- _EXERCISE INSTRUCTIONS_: Write out each record below, word for word.

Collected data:
● ● ● ●
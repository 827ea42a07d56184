use std::cell::RefCell;
use std::rc::Rc;

use event_emitter_rs::EventEmitter;
use serde_json::json;

use super::{HookDispatcher, LifecycleEvent, LifecycleEventArgs};

/// Forwards lifecycle events to an [`EventEmitter`] as JSON payloads.
///
/// The event name is [`LifecycleEvent::name`]; the payload carries the
/// document's identifier and class when the event concerns one document.
///
/// # Example
///
/// ```ignore
/// let emitter = Rc::new(RefCell::new(EventEmitter::new()));
/// emitter.borrow_mut().on("postPersist", |payload: String| println!("{payload}"));
///
/// EmitterBridge::new(emitter).attach(&hooks, &[LifecycleEvent::PostPersist]);
/// ```
pub struct EmitterBridge {
    emitter: Rc<RefCell<EventEmitter>>,
}

impl EmitterBridge {
    pub fn new(emitter: Rc<RefCell<EventEmitter>>) -> Self {
        Self { emitter }
    }

    /// Forward every lifecycle event.
    pub fn attach_all(&self, hooks: &HookDispatcher) {
        self.attach(hooks, &LifecycleEvent::ALL);
    }

    pub fn attach(&self, hooks: &HookDispatcher, events: &[LifecycleEvent]) {
        for &event in events {
            let emitter = Rc::clone(&self.emitter);
            hooks.on(event, move |args| {
                let payload = payload(args);
                emitter.borrow_mut().emit(event.name(), payload);
            });
        }
    }
}

fn payload(args: &LifecycleEventArgs<'_>) -> String {
    let (id, class) = match args.handle {
        Some(handle) => (
            args.session.identifier(handle),
            args.session.class_name(handle),
        ),
        None => (None, None),
    };
    json!({
        "event": args.event.name(),
        "id": id,
        "class": class,
    })
    .to_string()
}

#[cfg(test)]
mod tests {
    use super::*;
    use std::sync::{Arc, Mutex};
    use std::thread;
    use std::time::Duration;

    use crate::metadata::MetadataRegistry;
    use crate::store::InMemoryDocumentStore;
    use crate::unit_of_work::UnitOfWork;

    #[test]
    fn flush_events_reach_the_emitter() {
        let emitter = Rc::new(RefCell::new(EventEmitter::new()));
        let seen = Arc::new(Mutex::new(Vec::<String>::new()));
        let sink = Arc::clone(&seen);
        emitter.borrow_mut().on("preFlush", move |payload: String| {
            if let Ok(mut seen) = sink.lock() {
                seen.push(payload);
            }
        });

        let hooks = HookDispatcher::new();
        EmitterBridge::new(Rc::clone(&emitter)).attach(&hooks, &[LifecycleEvent::PreFlush]);

        let mut uow = UnitOfWork::new(
            Arc::new(MetadataRegistry::new()),
            Arc::new(InMemoryDocumentStore::new()),
        )
        .with_hooks(hooks);
        uow.flush().unwrap();

        // EventEmitter delivers on its own threads
        thread::sleep(Duration::from_millis(50));
        let seen = seen.lock().unwrap();
        assert_eq!(seen.len(), 1);
        assert!(seen[0].contains("\"event\":\"preFlush\""));
    }
}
● ● ● ●
- _OUTPUT OF THE EXERCISE_:
repository 827ea42a07d56184
use std::cell::RefCell;
use std::rc::Rc;

use event_emitter_rs::EventEmitter;
use serde_json::json;

use super::{HookDispatcher, LifecycleEvent, LifecycleEventArgs};

/// Forwards lifecycle events to an [`EventEmitter`] as JSON payloads.
///
/// The event name is [`LifecycleEvent::name`]; the payload carries the
/// document's identifier and class when the event concerns one document.
///
/// # Example
///
/// ```ignore
/// let emitter = Rc::new(RefCell::new(EventEmitter::new()));
/// emitter.borrow_mut().on("postPersist", |payload: String| println!("{payload}"));
///
/// EmitterBridge::new(emitter).attach(&hooks, &[LifecycleEvent::PostPersist]);
/// ```
pub struct EmitterBridge {
    emitter: Rc<RefCell<EventEmitter>>,
}

impl EmitterBridge {
    pub fn new(emitter: Rc<RefCell<EventEmitter>>) -> Self {
        Self { emitter }
    }

    /// Forward every lifecycle event.
    pub fn attach_all(&self, hooks: &HookDispatcher) {
        self.attach(hooks, &LifecycleEvent::ALL);
    }

    pub fn attach(&self, hooks: &HookDispatcher, events: &[LifecycleEvent]) {
        for &event in events {
            let emitter = Rc::clone(&self.emitter);
            hooks.on(event, move |args| {
                let payload = payload(args);
                emitter.borrow_mut().emit(event.name(), payload);
            });
        }
    }
}

fn payload(args: &LifecycleEventArgs<'_>) -> String {
    let (id, class) = match args.handle {
        Some(handle) => (
            args.session.identifier(handle),
            args.session.class_name(handle),
        ),
        None => (None, None),
    };
    json!({
        "event": args.event.name(),
        "id": id,
        "class": class,
    })
    .to_string()
}

#[cfg(test)]
mod tests {
    use super::*;
    use std::sync::{Arc, Mutex};
    use std::thread;
    use std::time::Duration;

    use crate::metadata::MetadataRegistry;
    use crate::store::InMemoryDocumentStore;
    use crate::unit_of_work::UnitOfWork;

    #[test]
    fn flush_events_reach_the_emitter() {
        let emitter = Rc::new(RefCell::new(EventEmitter::new()));
        let seen = Arc::new(Mutex::new(Vec::<String>::new()));
        let sink = Arc::clone(&seen);
        emitter.borrow_mut().on("preFlush", move |payload: String| {
            if let Ok(mut seen) = sink.lock() {
                seen.push(payload);
            }
        });

        let hooks = HookDispatcher::new();
        EmitterBridge::new(Rc::clone(&emitter)).attach(&hooks, &[LifecycleEvent::PreFlush]);

        let mut uow = UnitOfWork::new(
            Arc::new(MetadataRegistry::new()),
            Arc::new(InMemoryDocumentStore::new()),
        )
        .with_hooks(hooks);
        uow.flush().unwrap();

        // EventEmitter delivers on its own threads
        thread::sleep(Duration::from_millis(50));
        let seen = seen.lock().unwrap();
        assert_eq!(seen.len(), 1);
        assert!(seen[0].contains("\"event\":\"preFlush\""));
    }
}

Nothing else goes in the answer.